Paradigm Initiative (PIN), in partnership with Global Partners Digital (GPD), Facebook, Internews, recently hosted a data protection workshop in Lagos State, Nigeria, with emphasis on urgent need to enact the enabling Law(s) by the National Assembly.
The workshop covered three sessions; an introduction to data protection facilitated by Khadijah El-Usman (PIN); Data protection from a global perspective by Ololade Shyllon (Facebook) and Data Protection Legislation in Nigeria by Adeboye Adegoke (PIN).
During the presentation, El-Usman described protection of data as aimed at educating participants on what personal data is and how often data is collected in Nigeria.
The presenter opined that the Nigerian government remains the biggest harvesters of data, following the many policies and agencies that collect biometric data from citizens.
From the Federal Road Safety Corps (for drivers licenses) to the National Youth Service Corp (for enrollment), the Central Bank of Nigeria (for Bank Verification Numbers [BVN]) and the National Immigration Service (for International Passports).
The session also highlighted the importance of such Bill that will assure the people of data protection and seek redress when there is a breach.
One of the sessions addressed what the existing legal framework is around data protection in Nigeria.
Discussion at this session explored how uncoordinated legislation is and how each data processing body has various data protection standards.
The Nigeria Data Protection Regulation (NDPR) is usually at the tip of the tongue when real issues come up in Nigeria. Although this fills a gap, it is not sufficient for what is necessary and most preferred.
The discussant also lamented that data protection policy implementation agency which is the National Information Technology Development Agency (NITDA), is not independent of the government.
“Therefore when the government violates people’s right to privacy (as it relates to data), NITDA does not have the power to sanction the government – A case of “he who pays the piper…”
The session ended with the resource persons and attendees calling for the passing of the Bill into law with the hashtag #PassdataprotectionLaw.
As the world moves to the “Digital Age”, where technology and the internet surround daily living, governments seek to create unique digital identities for their citizenry. Merging unique identifiers to a person and putting them up on a database to help ease identification, security and access to services, many of which are biometric”.
In Nigeria, the National Identity Management Commission (NIMC) has the mandate to manage the National Identity Database, register citizens and assign a Unique National Identification Number (NIN).
Although the process has been ongoing since 2007, the recent policy to link SIM cards to NIN under a pressing deadline brought the NIMC back to the forefront of national activities.

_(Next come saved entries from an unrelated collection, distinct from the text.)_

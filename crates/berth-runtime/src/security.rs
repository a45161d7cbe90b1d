use crate::mount::BindMount;
use crate::RuntimeError;
use std::path::{Path, PathBuf};

/// Resolve `.` and `..` components in an absolute path without touching the filesystem.
///
/// Container paths do not exist on the host, so `std::fs::canonicalize()`
/// cannot be used for them.
pub fn canonicalize_logical(path: &str) -> String {
    let mut parts: Vec<&str> = Vec::new();
    for component in path.split('/') {
        match component {
            "" | "." => {}
            ".." => {
                parts.pop();
            }
            other => parts.push(other),
        }
    }
    format!("/{}", parts.join("/"))
}

/// Rules a bind mount request must satisfy before it reaches a backend.
#[derive(Debug, Clone, PartialEq, Eq)]
pub struct MountPolicy {
    /// Container paths that may not be mounted over, nor anything below them.
    pub denied_target_prefixes: Vec<String>,
}

impl Default for MountPolicy {
    fn default() -> Self {
        Self {
            denied_target_prefixes: vec![
                "/proc".to_owned(),
                "/sys".to_owned(),
                "/dev".to_owned(),
            ],
        }
    }
}

impl MountPolicy {
    /// Validate a host/container path pair and return the normalized mount.
    pub fn validate(
        &self,
        host_path: &str,
        container_path: &str,
        read_only: bool,
    ) -> Result<BindMount, RuntimeError> {
        if host_path.trim().is_empty() {
            return Err(RuntimeError::MountDenied("host path is empty".to_owned()));
        }
        if container_path.trim().is_empty() {
            return Err(RuntimeError::MountDenied("container path is empty".to_owned()));
        }
        if !host_path.starts_with('/') {
            return Err(RuntimeError::MountDenied(format!(
                "host path must be absolute: {host_path}"
            )));
        }
        if !container_path.starts_with('/') {
            return Err(RuntimeError::MountDenied(format!(
                "container path must be absolute: {container_path}"
            )));
        }

        let source = Path::new(host_path);
        if !source.exists() {
            return Err(RuntimeError::MountDenied(format!(
                "host path does not exist: {host_path}"
            )));
        }

        let target = canonicalize_logical(container_path);
        if target == "/" {
            return Err(RuntimeError::MountDenied(
                "cannot mount over the container root".to_owned(),
            ));
        }
        for prefix in &self.denied_target_prefixes {
            if target == *prefix || target.starts_with(&format!("{prefix}/")) {
                return Err(RuntimeError::MountDenied(format!(
                    "{container_path} is inside protected path {prefix}"
                )));
            }
        }

        Ok(BindMount {
            source: source.to_path_buf(),
            target: PathBuf::from(target),
            read_only,
        })
    }
}
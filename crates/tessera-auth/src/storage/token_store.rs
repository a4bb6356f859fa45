//! Token store trait.
//!
//! This module defines the storage interface for access and refresh tokens
//! and their authentication contexts.
//!
//! # Contract
//!
//! - Reads of unknown keys return `Ok(None)` or an empty collection, never
//!   an error.
//! - Expiration is interpreted here: read operations must not return
//!   expired access tokens.
//! - Concurrent `store`/`remove` on the same token value must be
//!   linearizable; no caller may observe a half-written token.

use async_trait::async_trait;

use crate::AuthResult;
use crate::types::access_token::AccessToken;
use crate::types::authentication::AuthenticationContext;
use crate::types::refresh_token::RefreshToken;

/// Storage trait for access tokens, refresh tokens, and authentication
/// contexts.
///
/// The manager confines all side effects to this trait; any blocking I/O,
/// timeout, or retry policy belongs to the implementation.
///
/// # Implementations
///
/// Implementations are provided in separate crates:
/// - `tessera-auth-memory` - in-memory backend
#[async_trait]
pub trait TokenStore: Send + Sync {
    /// Persists an access token keyed by its value.
    ///
    /// `auth` associates an authentication context with the token; it is
    /// absent for tokens minted for local users outside any client flow.
    /// Storing a token whose refresh token already backs a live access
    /// token supersedes that earlier token (a refresh token backs at most
    /// one live access token).
    ///
    /// # Errors
    ///
    /// Returns an error if the token cannot be stored.
    async fn store_access_token(
        &self,
        token: &AccessToken,
        auth: Option<&AuthenticationContext>,
    ) -> AuthResult<()>;

    /// Reads an access token by its value.
    ///
    /// Returns `None` if the value is unknown or the token has expired.
    ///
    /// # Errors
    ///
    /// Returns an error if the storage operation fails.
    async fn read_access_token(&self, value: &str) -> AuthResult<Option<AccessToken>>;

    /// Reads the authentication context stored with an access token.
    ///
    /// Returns `None` if the token is unknown or was stored without a
    /// context.
    ///
    /// # Errors
    ///
    /// Returns an error if the storage operation fails.
    async fn read_authentication(
        &self,
        token: &AccessToken,
    ) -> AuthResult<Option<AuthenticationContext>>;

    /// Reads the authentication context reachable through a refresh token
    /// value.
    ///
    /// # Errors
    ///
    /// Returns an error if the storage operation fails.
    async fn read_authentication_for_refresh_token(
        &self,
        value: &str,
    ) -> AuthResult<Option<AuthenticationContext>>;

    /// Reads a refresh token by its value.
    ///
    /// Returns `None` if no live access token references the value.
    ///
    /// # Errors
    ///
    /// Returns an error if the storage operation fails.
    async fn read_refresh_token(&self, value: &str) -> AuthResult<Option<RefreshToken>>;

    /// Removes the access token with the given value.
    ///
    /// Removing an unknown value is not an error.
    ///
    /// # Errors
    ///
    /// Returns an error if the storage operation fails.
    async fn remove_access_token(&self, value: &str) -> AuthResult<()>;

    /// Removes the refresh token with the given value, leaving the access
    /// token it backed in place.
    ///
    /// # Errors
    ///
    /// Returns an error if the storage operation fails.
    async fn remove_refresh_token(&self, value: &str) -> AuthResult<()>;

    /// Removes the access token(s) minted from the given refresh token
    /// value, together with the refresh token itself.
    ///
    /// # Errors
    ///
    /// Returns an error if the storage operation fails.
    async fn remove_access_token_using_refresh_token(&self, value: &str) -> AuthResult<()>;

    /// Finds live access tokens by client id and user name.
    ///
    /// A `None` position matches any value. Expired tokens are never
    /// returned. An empty result is an empty collection, not an error.
    ///
    /// # Errors
    ///
    /// Returns an error if the storage operation fails.
    async fn find_tokens_by_client_id_and_user_name(
        &self,
        client_id: Option<&str>,
        user_name: Option<&str>,
    ) -> AuthResult<Vec<AccessToken>>;
}
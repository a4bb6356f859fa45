//! Access token domain type.
//!
//! This module defines the access token structure persisted by a
//! [`TokenStore`](crate::storage::TokenStore) implementation. The token
//! value is an opaque random string; no claims are embedded in it.

use serde::{Deserialize, Serialize};
use time::OffsetDateTime;

use crate::types::grant_type::GrantType;
use crate::types::refresh_token::RefreshToken;

/// Client id sentinel for tokens minted outside any OAuth 2.0 client flow.
///
/// Tokens carrying this client id were created for an already-authenticated
/// local principal (for example a CMS back-office session bridged into the
/// token model) rather than issued to a registered client. Callers should
/// branch on [`AccessToken::provenance`] instead of comparing against this
/// constant directly.
pub const LOCAL_USER: &str = "LOCAL_USER";

/// Provenance of an access token.
#[derive(Debug, Clone, Copy, PartialEq, Eq, Hash)]
pub enum TokenProvenance {
    /// Minted for a locally authenticated principal, outside any client flow.
    LocalUser,
    /// Issued to a registered OAuth 2.0 client.
    OAuthClient,
}

/// Access token stored by the token store.
///
/// The `value` is the credential itself and is unique among live tokens.
/// `client_id` + `local_user` is not unique: a user may hold tokens from
/// multiple clients, or several tokens from the same client, at once.
#[derive(Debug, Clone, Serialize, Deserialize)]
#[serde(rename_all = "camelCase")]
pub struct AccessToken {
    /// Opaque token value presented by clients. Unique per live token.
    pub value: String,

    /// Client the token was issued to, or [`LOCAL_USER`].
    pub client_id: String,

    /// Username of the principal the token represents.
    pub local_user: String,

    /// When this token expires (None = non-expiring).
    ///
    /// Expiration is interpreted by the store: expired tokens are simply
    /// not returned by read operations.
    #[serde(
        default,
        skip_serializing_if = "Option::is_none",
        with = "time::serde::rfc3339::option"
    )]
    pub expiration: Option<OffsetDateTime>,

    /// Token type, e.g. `"bearer"`.
    pub token_type: String,

    /// Grant the token was issued through, when known.
    #[serde(skip_serializing_if = "Option::is_none")]
    pub grant_type: Option<GrantType>,

    /// Refresh token this access token was minted from, if any.
    #[serde(skip_serializing_if = "Option::is_none")]
    pub refresh_token: Option<RefreshToken>,
}

impl AccessToken {
    /// Creates a bearer token with no expiration, grant type, or refresh token.
    #[must_use]
    pub fn new(
        value: impl Into<String>,
        client_id: impl Into<String>,
        local_user: impl Into<String>,
    ) -> Self {
        Self {
            value: value.into(),
            client_id: client_id.into(),
            local_user: local_user.into(),
            expiration: None,
            token_type: "bearer".to_string(),
            grant_type: None,
            refresh_token: None,
        }
    }

    /// Returns `true` if this token has expired.
    ///
    /// Tokens without an expiration never expire.
    #[must_use]
    pub fn is_expired(&self) -> bool {
        self.expiration
            .map(|exp| OffsetDateTime::now_utc() > exp)
            .unwrap_or(false)
    }

    /// Returns where this token came from.
    #[must_use]
    pub fn provenance(&self) -> TokenProvenance {
        if self.client_id == LOCAL_USER {
            TokenProvenance::LocalUser
        } else {
            TokenProvenance::OAuthClient
        }
    }

    /// Generate a cryptographically secure random token value.
    ///
    /// Returns a 256-bit random value encoded as base64url (43 characters).
    #[must_use]
    pub fn generate_value() -> String {
        use base64::Engine;
        use base64::engine::general_purpose::URL_SAFE_NO_PAD;

        let mut bytes = [0u8; 32];
        rand::Rng::fill(&mut rand::thread_rng(), &mut bytes);
        URL_SAFE_NO_PAD.encode(bytes)
    }
}

#[cfg(test)]
mod tests {
    use super::*;
    use time::Duration;

    #[test]
    fn test_new_defaults() {
        let token = AccessToken::new("value", "client", "user");
        assert_eq!(token.value, "value");
        assert_eq!(token.client_id, "client");
        assert_eq!(token.local_user, "user");
        assert_eq!(token.token_type, "bearer");
        assert!(token.expiration.is_none());
        assert!(token.grant_type.is_none());
        assert!(token.refresh_token.is_none());
    }

    #[test]
    fn test_generate_value() {
        let value = AccessToken::generate_value();

        // 32 bytes base64url encoded = 43 characters
        assert_eq!(value.len(), 43);

        // Should be URL-safe base64
        assert!(
            value
                .chars()
                .all(|c| c.is_ascii_alphanumeric() || c == '-' || c == '_')
        );
    }

    #[test]
    fn test_generate_value_uniqueness() {
        let values: Vec<String> = (0..100).map(|_| AccessToken::generate_value()).collect();

        let mut unique = values.clone();
        unique.sort();
        unique.dedup();
        assert_eq!(values.len(), unique.len());
    }

    #[test]
    fn test_is_expired() {
        let now = OffsetDateTime::now_utc();

        // Never expires
        let token = AccessToken::new("value", "client", "user");
        assert!(!token.is_expired());

        // Future expiration
        let mut token = AccessToken::new("value", "client", "user");
        token.expiration = Some(now + Duration::hours(1));
        assert!(!token.is_expired());

        // Expired
        let mut token = AccessToken::new("value", "client", "user");
        token.expiration = Some(now - Duration::minutes(1));
        assert!(token.is_expired());
    }

    #[test]
    fn test_provenance() {
        let token = AccessToken::new("value", LOCAL_USER, "user");
        assert_eq!(token.provenance(), TokenProvenance::LocalUser);

        let token = AccessToken::new("value", "portal-app", "user");
        assert_eq!(token.provenance(), TokenProvenance::OAuthClient);
    }

    #[test]
    fn test_serialization() {
        let mut token = AccessToken::new("value", "client", "user");
        token.expiration = Some(OffsetDateTime::now_utc() + Duration::hours(1));
        token.grant_type = Some(GrantType::Password);
        token.refresh_token = Some(RefreshToken::new("refresh"));

        let json = serde_json::to_string(&token).unwrap();
        let deserialized: AccessToken = serde_json::from_str(&json).unwrap();

        assert_eq!(token.value, deserialized.value);
        assert_eq!(token.client_id, deserialized.client_id);
        assert_eq!(token.local_user, deserialized.local_user);
        assert_eq!(token.grant_type, deserialized.grant_type);
        assert_eq!(token.refresh_token, deserialized.refresh_token);
    }
}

For this reason, Paradigm Initiative, in partnership with Omidyar Network, organized a Digital ID stakeholder engagement session allowing the public to interface with members of staff from the National Identity Management Commission (NIMC).
Discussions at this session explore issues around digital identity, data protection, digital inclusion, privacy and surveillance, digital security amongst others.
The Lagos event was a hybrid featuring people in-person and online and was chaired by Paradigm initiative’s Adeboye Adegoke, Senior Program Manager, Digital Rights.
The session helped to build trust between the people and NIMC. Allowing the people the chance to hold NIMC accountable in terms of how much information they gather and how they handle it.
Conversations at the session made it quite clear that people were interested in (data) protection and what is possible with their data.